Then he found it. He needed
this, for reasons entirely his own. He had barely enough cash to cover
it and still be able to get the powder. Suddenly taut with purpose, he
went into the shop.
The shopkeeper looked up
with a smile. "Good morning, sir. How can I--"
"The silver Claddagh ring,"
Angel said.
The man looked a little
taken aback, then a little nervous. "Um...the woman's ring?"
"No, the man's ring. I want
it for me."
"In what size?"
Angel faltered. "I'm not
sure."
The man eyed him warily.
Angel pulled in a deep breath, making himself relax. He didn't need the
oxygen, but air calmed him. He stood still--but not too still, because
that
freaked people out--while the shopkeeper sized the second finger of his
right hand, then retrieved a ring from a locked cabinet under the
display case. Angel watched him.

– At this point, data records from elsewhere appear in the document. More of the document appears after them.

//! Identifier quoting and literal escaping.
//!
//! Every identifier and literal that ends up in rendered SQL goes through a
//! [`Quoter`]. Builders never format a literal by hand.

/// Quoting and escaping policy of a dialect.
pub trait Quoter {
    /// Quotes an identifier (table, column, index or constraint name).
    fn quote_identifier(&self, name: &str) -> String;

    /// Quotes and escapes a string literal.
    fn quote_value(&self, value: &str) -> String;

    /// Returns the boolean literal for `value`.
    fn bool_literal(&self, value: bool) -> &'static str {
        if value {
            "true"
        } else {
            "false"
        }
    }
}

/// Delimiter-based quoting: identifiers are wrapped in `open`/`close` with
/// `close` doubled inside, values are wrapped in single quotes with single
/// quotes doubled inside.
#[derive(Debug, Clone, Copy, PartialEq, Eq)]
pub struct Quote {
    open: char,
    close: char,
    cut_at_nul: bool,
}

impl Quote {
    /// Double-quote identifiers (`"name"`).
    pub const DOUBLE: Self = Self::new('"', '"');
    /// Backtick identifiers (`` `name` ``).
    pub const BACKTICK: Self = Self::new('`', '`');
    /// Bracket identifiers (`[name]`).
    pub const BRACKET: Self = Self::new('[', ']');

    /// Creates a quote policy with the given identifier delimiters.
    #[must_use]
    pub const fn new(open: char, close: char) -> Self {
        Self {
            open,
            close,
            cut_at_nul: false,
        }
    }

    /// Truncates identifiers at the first NUL character before quoting.
    #[must_use]
    pub const fn cut_at_nul(mut self) -> Self {
        self.cut_at_nul = true;
        self
    }

    /// Quotes an identifier.
    #[must_use]
    pub fn identifier(&self, name: &str) -> String {
        let name = if self.cut_at_nul {
            name.split('\0').next().unwrap_or_default()
        } else {
            name
        };

        let mut quoted = String::with_capacity(name.len() + 2);
        quoted.push(self.open);
        for c in name.chars() {
            if c == self.close {
                quoted.push(c);
            }
            quoted.push(c);
        }
        quoted.push(self.close);
        quoted
    }
}

/// Wraps `value` in single quotes, doubling any single quote inside.
#[must_use]
pub fn single_quoted(value: &str) -> String {
    format!("'{}'", value.replace('\'', "''"))
}

#[cfg(test)]
mod tests {
    use super::*;

    #[test]
    fn test_identifier_doubles_closing_delimiter() {
        assert_eq!(Quote::BACKTICK.identifier("a`b"), "`a``b`");
        assert_eq!(Quote::DOUBLE.identifier("a\"b"), "\"a\"\"b\"");
        assert_eq!(Quote::BRACKET.identifier("a]b[c"), "[a]]b[c]");
    }

    #[test]
    fn test_identifier_cut_at_nul() {
        let quote = Quote::DOUBLE.cut_at_nul();
        assert_eq!(quote.identifier("users\0; DROP TABLE x"), "\"users\"");
        assert_eq!(Quote::DOUBLE.identifier("a\0b"), "\"a\0b\"");
    }

    #[test]
    fn test_identifier_is_deterministic() {
        let quote = Quote::BACKTICK;
        assert_eq!(quote.identifier("order"), quote.identifier("order"));
    }

    #[test]
    fn test_single_quoted() {
        assert_eq!(single_quoted("it's"), "'it''s'");
        assert_eq!(single_quoted(""), "''");
    }
}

His blood was O negative and his
heartbeat slowed from seventy-two beats a minute to sixty-five while he
sized Angel's finger.
"Here you are, sir. Would
you like to try it on?"
Angel took the ring out
of the box and slid it on, heart-down. The shopkeeper twitched a
little.
"Traditionally, one wears the heart facing outward if one is--"

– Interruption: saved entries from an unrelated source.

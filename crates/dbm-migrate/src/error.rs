//! Error types for the migration engine.

use dbm_core::classify::{ConstraintKind, ErrorClassifier};
use dbm_core::DdlError;

/// A database error recognised as a constraint violation.
#[derive(Debug, thiserror::Error)]
#[error("{kind} constraint violation on '{key}'")]
pub struct ConstraintError {
    /// Constraint family.
    pub kind: ConstraintKind,
    /// Constraint or key name reported by the server.
    pub key: String,
    /// The driver error this was extracted from.
    #[source]
    pub source: sqlx::Error,
}

/// Errors that can occur while migrating.
#[derive(Debug, thiserror::Error)]
pub enum MigrateError {
    /// A changeset could not be rendered for the active dialect.
    #[error("DDL error: {0}")]
    Ddl(#[from] DdlError),

    /// Database error during migration execution.
    #[error("Database error: {0}")]
    Database(#[from] sqlx::Error),

    /// A statement violated a unique, foreign key or check constraint.
    #[error(transparent)]
    Constraint(#[from] ConstraintError),

    /// The history table records a version that was never registered.
    #[error("Missing local migration: {0}")]
    MissingLocalVersion(i64),

    /// The same version number was registered twice.
    #[error("Duplicate migration version: {0}")]
    DuplicateVersion(i64),

    /// Invalid configuration.
    #[error("Configuration error: {0}")]
    Config(String),

    /// IO error (reading configuration files).
    #[error("IO error: {0}")]
    Io(#[from] std::io::Error),

    /// Serialization/deserialization error.
    #[error("Serialization error: {0}")]
    Serialization(#[from] serde_json::Error),
}

impl MigrateError {
    /// Returns the constraint violation, if this error is one.
    #[must_use]
    pub const fn as_constraint(&self) -> Option<&ConstraintError> {
        match self {
            Self::Constraint(err) => Some(err),
            _ => None,
        }
    }
}

/// Result type for migration operations.
pub type Result<T> = std::result::Result<T, MigrateError>;

/// Wraps a driver error, promoting recognised constraint violations.
///
/// Server errors are classified on their full display form, which keeps
/// the vendor code prefix (`1062 (23000): ...` on MySQL).
#[must_use]
pub fn classify<C: ErrorClassifier + ?Sized>(classifier: &C, err: sqlx::Error) -> MigrateError {
    let message = match &err {
        sqlx::Error::Database(db) => db.to_string(),
        other => other.to_string(),
    };

    match classifier.classify(&message) {
        Some(violation) => MigrateError::Constraint(ConstraintError {
            kind: violation.kind,
            key: violation.key,
            source: err,
        }),
        None => MigrateError::Database(err),
    }
}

"I know," said Angel curtly.
He pulled a handful of cash out of his pocket and laid it on the
counter.
"Then did you want a ring
for a lady?"
"No."
The shopkeeper sniffed,
then picked up the wad of cash, counted it, put it in the cash register
and gave Angel back his change. "Thank you, sir. Come again."
Angel spun and headed back
out, the odor of O negative hot in his nostrils. He clenched his right
fist, feeling the bulk of the ring.
You belong to her, you
do this for her, remember that. Remember that.
#
The shaman was home this
time, and answered Angel's knock.
"I'm Angel. We spoke
yesterday on the phone."
"Yes, of course." The shaman
turned away, leaving Angel on the threshold. Angel tried to step
forward and was rebuffed by the invisible barrier of the door. The
shaman was human, then. Angel hadn't been sure.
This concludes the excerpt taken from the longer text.